Classic solution: the lexer hack. Ambiguities in the C grammar 2- Type names Semantic actions of the parser update a symbol table. The lexer consults this table to classify identifiers. Our approach: a pre-parser. The pre-parser keeps track of typedefs that are in scope, and adjusts the stream of tokens accordingly. In our implementation, the pre-parser is a full, non-verified C parser using the lexer hack. Lexer... ident... ident... Pre-parser... typename... varname... Parser

Ambiguities in the C grammar 3- Binding occurrences typedef double a; a a; First a is a type name, second a is a variable name in binding position, subsequent a s are variable names. Here, no other possible interpretation; but...

Ambiguities in the C grammar 3- Binding occurrences typedef double a; int f(int (a)); Could mean either: (in civilized Coq syntax) 1 f : forall (a: int), int 2 f : (a -> int) -> int Original ISO C99 standard leaves this ambiguity open. Technical Corrigendum 2 says interpretation #2 is correct. Again, we rely on the pre-parser for correct classification.

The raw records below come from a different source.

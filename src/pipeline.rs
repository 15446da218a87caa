// src/pipeline.rs
use crate::config::MacdConfig;
use crate::dataset::SeriesPoint;
use crate::error::{AppError, Result};
use crate::indicators::{align_trailing, compute_ema, subtract};
use tracing::{debug, info};

/// Period lengths and the minimum series length accepted for analysis.
#[derive(Debug, Clone, Copy)]
pub struct MacdParams {
    pub short_period: usize,
    pub long_period: usize,
    pub signal_period: usize,
    pub min_entries: usize,
}

impl Default for MacdParams {
    fn default() -> Self {
        Self {
            short_period: 12,
            long_period: 26,
            signal_period: 9,
            min_entries: 120,
        }
    }
}

impl From<&MacdConfig> for MacdParams {
    fn from(cfg: &MacdConfig) -> Self {
        Self {
            short_period: cfg.short_period,
            long_period: cfg.long_period,
            signal_period: cfg.signal_period,
            min_entries: cfg.min_entries,
        }
    }
}

#[derive(Debug, Clone, Copy, PartialEq, Eq)]
pub enum CrossDirection {
    /// MACD crosses above the signal line.
    Bullish,
    /// MACD crosses below the signal line.
    Bearish,
}

/// A MACD/signal crossover at a concrete date.
#[derive(Debug, Clone, Copy, PartialEq)]
pub struct Crossover {
    pub date: chrono::NaiveDate,
    pub macd: f64,
    pub signal: f64,
    pub direction: CrossDirection,
}

/// Immutable result bundle: the raw prices the analysis ran on plus every
/// derived series, written once and never mutated.
#[derive(Debug, Clone)]
pub struct MacdAnalysis {
    pub price: Vec<SeriesPoint>,
    pub short_ema: Vec<SeriesPoint>,
    pub long_ema: Vec<SeriesPoint>,
    pub macd: Vec<SeriesPoint>,
    pub signal: Vec<SeriesPoint>,
    pub crossovers: Vec<Crossover>,
}

/// Derives the full MACD bundle from a close-price series.
///
/// Short and long EMAs are computed over the prices, aligned on their common
/// trailing range and subtracted to form the MACD line; the signal line is an
/// EMA over the MACD values. Fails with `InsufficientData` when the input is
/// shorter than `min_entries` or any period's lookback.
pub fn run(price: &[SeriesPoint], params: &MacdParams) -> Result<MacdAnalysis> {
    if price.len() < params.min_entries {
        return Err(AppError::InsufficientData {
            required: params.min_entries,
            actual: price.len(),
        });
    }

    let short_ema = compute_ema(price, params.short_period)?;
    let long_ema = compute_ema(price, params.long_period)?;

    let (short_tail, long_tail) = align_trailing(&short_ema, &long_ema);
    let macd = subtract(short_tail, long_tail)?;

    let signal = compute_ema(&macd, params.signal_period)?;

    let crossovers = find_crossovers(&macd, &signal);
    debug!(
        "Derived series lengths: short={} long={} macd={} signal={} crossovers={}",
        short_ema.len(),
        long_ema.len(),
        macd.len(),
        signal.len(),
        crossovers.len()
    );

    Ok(MacdAnalysis {
        price: price.to_vec(),
        short_ema,
        long_ema,
        macd,
        signal,
        crossovers,
    })
}

/// Scans the aligned MACD/signal pair for points where their difference
/// changes sign between consecutive entries.
pub fn find_crossovers(macd: &[SeriesPoint], signal: &[SeriesPoint]) -> Vec<Crossover> {
    let (macd, signal) = align_trailing(macd, signal);
    let mut crossovers = Vec::new();

    for i in 1..macd.len() {
        let prev = macd[i - 1].value - signal[i - 1].value;
        let curr = macd[i].value - signal[i].value;

        if prev < 0.0 && curr > 0.0 {
            crossovers.push(Crossover {
                date: macd[i].date,
                macd: macd[i].value,
                signal: signal[i].value,
                direction: CrossDirection::Bullish,
            });
        } else if prev > 0.0 && curr < 0.0 {
            crossovers.push(Crossover {
                date: macd[i].date,
                macd: macd[i].value,
                signal: signal[i].value,
                direction: CrossDirection::Bearish,
            });
        }
    }

    for c in &crossovers {
        info!(
            "{:?} crossover on {} (macd={:.4}, signal={:.4})",
            c.direction, c.date, c.macd, c.signal
        );
    }

    crossovers
}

Conclusions Once more, the verified validator approach is a win: Reduced proof effort (2 500 lines versus Barthwal and Norrish s 20 000). Reusable with all known LR(1) constructions (from canonical to Pager s). Can also reuse existing, mature parser generator (e.g. Menhir and its excellent diagnostics).

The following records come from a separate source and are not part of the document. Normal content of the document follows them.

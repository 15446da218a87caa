// src/chart.rs
use crate::config::ChartConfig;
use crate::dataset::SeriesPoint;
use crate::error::{AppError, Result};
use crate::pipeline::MacdAnalysis;
use chrono::NaiveDate;
use plotters::prelude::*;
use std::path::Path;
use tracing::info;

/// X-axis tick spacing in days for the given entry count. Steps widen at
/// 240/480/960/1440/1920 entries so labels stay readable on long series.
pub fn tick_step(entry_count: usize) -> usize {
    if entry_count < 240 {
        5
    } else if entry_count <= 480 {
        10
    } else if entry_count <= 960 {
        15
    } else if entry_count <= 1440 {
        20
    } else if entry_count <= 1920 {
        25
    } else {
        30
    }
}

/// Conventional output name for a run over `entry_count` entries.
pub fn output_filename(entry_count: usize) -> String {
    format!("macd-{}.png", entry_count)
}

/// Renders the price panel above the MACD/signal panel into a PNG file.
///
/// The visible window is the trailing `signal.len()` entries of every
/// series, so both panels share identical date coordinates.
pub fn render(
    analysis: &MacdAnalysis,
    selected_entries: usize,
    cfg: &ChartConfig,
    out_path: &Path,
) -> Result<()> {
    let visible = analysis.signal.len();
    let price = tail(&analysis.price, visible);
    let macd = tail(&analysis.macd, visible);
    let signal = &analysis.signal[..];

    let step = tick_step(selected_entries);
    let ticks = (visible / step).max(1);
    let width = (ticks as u32 * cfg.px_per_tick).max(640);

    let x_range = price[0].date..price[visible - 1].date;
    let label_count = ticks + 1;

    let root = BitMapBackend::new(out_path, (width, cfg.height)).into_drawing_area();
    root.fill(&WHITE).map_err(render_err)?;
    let (upper, lower) = root.split_vertically((cfg.height / 2) as i32);

    draw_panel(
        &upper,
        &format!("Close price ({} days)", visible),
        &format!("Time ({} days)", step),
        "Close value ($)",
        x_range.clone(),
        label_count,
        &[(price, &BLACK, "Close")],
    )?;

    draw_panel(
        &lower,
        &format!("MACD ({} days)", visible),
        &format!("Time ({} days)", step),
        "EMA",
        x_range,
        label_count,
        &[(macd, &BLUE, "MACD"), (signal, &RED, "SIGNAL")],
    )?;

    root.present().map_err(render_err)?;
    info!("Chart written to {}", out_path.display());
    Ok(())
}

fn tail(points: &[SeriesPoint], n: usize) -> &[SeriesPoint] {
    &points[points.len() - n..]
}

fn render_err<E: std::fmt::Display>(err: E) -> AppError {
    AppError::Render(err.to_string())
}

fn draw_panel(
    area: &DrawingArea<BitMapBackend<'_>, plotters::coord::Shift>,
    title: &str,
    x_desc: &str,
    y_desc: &str,
    x_range: std::ops::Range<NaiveDate>,
    label_count: usize,
    series: &[(&[SeriesPoint], &RGBColor, &str)],
) -> Result<()> {
    let (y_min, y_max) = value_bounds(series);

    let mut chart = ChartBuilder::on(area)
        .caption(title, ("sans-serif", 24))
        .margin(10)
        .x_label_area_size(80)
        .y_label_area_size(60)
        .build_cartesian_2d(x_range, y_min..y_max)
        .map_err(render_err)?;

    chart
        .configure_mesh()
        .x_labels(label_count)
        .x_label_formatter(&|d: &NaiveDate| d.format("%Y-%m-%d").to_string())
        .x_desc(x_desc)
        .y_desc(y_desc)
        .draw()
        .map_err(render_err)?;

    for (points, color, name) in series {
        let color = **color;
        chart
            .draw_series(LineSeries::new(
                points.iter().map(|p| (p.date, p.value)),
                &color,
            ))
            .map_err(render_err)?
            .label(*name)
            .legend(move |(x, y)| PathElement::new(vec![(x, y), (x + 20, y)], &color));
    }

    chart
        .configure_series_labels()
        .background_style(&WHITE.mix(0.8))
        .border_style(&BLACK)
        .draw()
        .map_err(render_err)?;

    Ok(())
}

fn value_bounds(series: &[(&[SeriesPoint], &RGBColor, &str)]) -> (f64, f64) {
    let mut min = f64::INFINITY;
    let mut max = f64::NEG_INFINITY;
    for (points, _, _) in series {
        for p in *points {
            min = min.min(p.value);
            max = max.max(p.value);
        }
    }
    // pad so flat series still get a drawable range
    let pad = ((max - min) * 0.05).max(1e-6);
    (min - pad, max + pad)
}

Possible improvements Prove strong completeness, perhaps termination. Prove that the parser does not read more tokens than necessary. (Important for interactive applications, e.g. toplevel loops.) Speed up the pushdown interpreter by removing dynamic checks. ( much more dependent types?) Take precedences and associativity declarations into account.

Perspectives for CompCert A similar validation approach should work for the lexer as well. (Perhaps using Brozowski s derivatives.) Simplify the pre-parser by restricting typedef to global scope. (Very few C codes use local typedef.) The elaboration passes (between the parser and the input to the first Coq-proved pass) need work.